__Assigned task__. Where a line below includes the word "builder", copy that line.
..........
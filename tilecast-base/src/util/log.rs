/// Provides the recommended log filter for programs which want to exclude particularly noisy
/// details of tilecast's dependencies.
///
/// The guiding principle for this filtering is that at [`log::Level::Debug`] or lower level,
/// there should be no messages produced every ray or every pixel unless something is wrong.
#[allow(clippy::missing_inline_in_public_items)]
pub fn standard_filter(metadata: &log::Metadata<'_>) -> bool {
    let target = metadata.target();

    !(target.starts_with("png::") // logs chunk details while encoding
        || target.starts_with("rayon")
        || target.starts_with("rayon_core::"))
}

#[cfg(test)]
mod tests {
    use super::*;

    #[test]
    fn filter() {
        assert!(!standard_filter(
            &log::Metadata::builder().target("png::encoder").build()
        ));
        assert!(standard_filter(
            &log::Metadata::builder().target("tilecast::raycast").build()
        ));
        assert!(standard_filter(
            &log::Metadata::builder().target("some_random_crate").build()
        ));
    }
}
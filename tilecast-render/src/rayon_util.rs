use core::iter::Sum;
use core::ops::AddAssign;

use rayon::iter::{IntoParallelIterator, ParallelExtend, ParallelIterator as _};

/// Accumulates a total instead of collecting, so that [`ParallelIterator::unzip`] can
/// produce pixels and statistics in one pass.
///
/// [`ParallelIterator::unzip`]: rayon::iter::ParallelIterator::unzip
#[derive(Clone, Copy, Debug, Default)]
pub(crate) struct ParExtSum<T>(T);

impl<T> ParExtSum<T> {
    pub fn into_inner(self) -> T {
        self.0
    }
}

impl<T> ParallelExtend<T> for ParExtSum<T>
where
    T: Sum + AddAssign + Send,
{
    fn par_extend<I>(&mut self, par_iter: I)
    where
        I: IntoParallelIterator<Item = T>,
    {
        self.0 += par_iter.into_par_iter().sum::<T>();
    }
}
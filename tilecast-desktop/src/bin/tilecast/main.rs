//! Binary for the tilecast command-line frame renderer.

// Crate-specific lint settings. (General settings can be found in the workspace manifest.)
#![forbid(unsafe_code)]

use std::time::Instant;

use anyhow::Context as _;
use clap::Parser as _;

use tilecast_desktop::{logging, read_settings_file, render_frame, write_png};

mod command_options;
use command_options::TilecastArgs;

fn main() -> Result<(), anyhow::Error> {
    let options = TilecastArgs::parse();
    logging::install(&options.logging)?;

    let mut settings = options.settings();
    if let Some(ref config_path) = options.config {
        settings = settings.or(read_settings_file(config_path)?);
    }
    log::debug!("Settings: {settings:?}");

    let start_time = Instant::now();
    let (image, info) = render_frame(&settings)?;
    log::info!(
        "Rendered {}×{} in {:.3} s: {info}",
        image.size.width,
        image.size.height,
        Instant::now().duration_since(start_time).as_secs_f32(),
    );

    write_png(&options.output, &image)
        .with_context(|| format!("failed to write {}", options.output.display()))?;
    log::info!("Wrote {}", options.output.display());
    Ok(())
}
..........
__Expected output__.
            &log::Metadata::builder().target("png::encoder").build()
            &log::Metadata::builder().target("tilecast::raycast").build()
            &log::Metadata::builder().target("some_random_crate").build()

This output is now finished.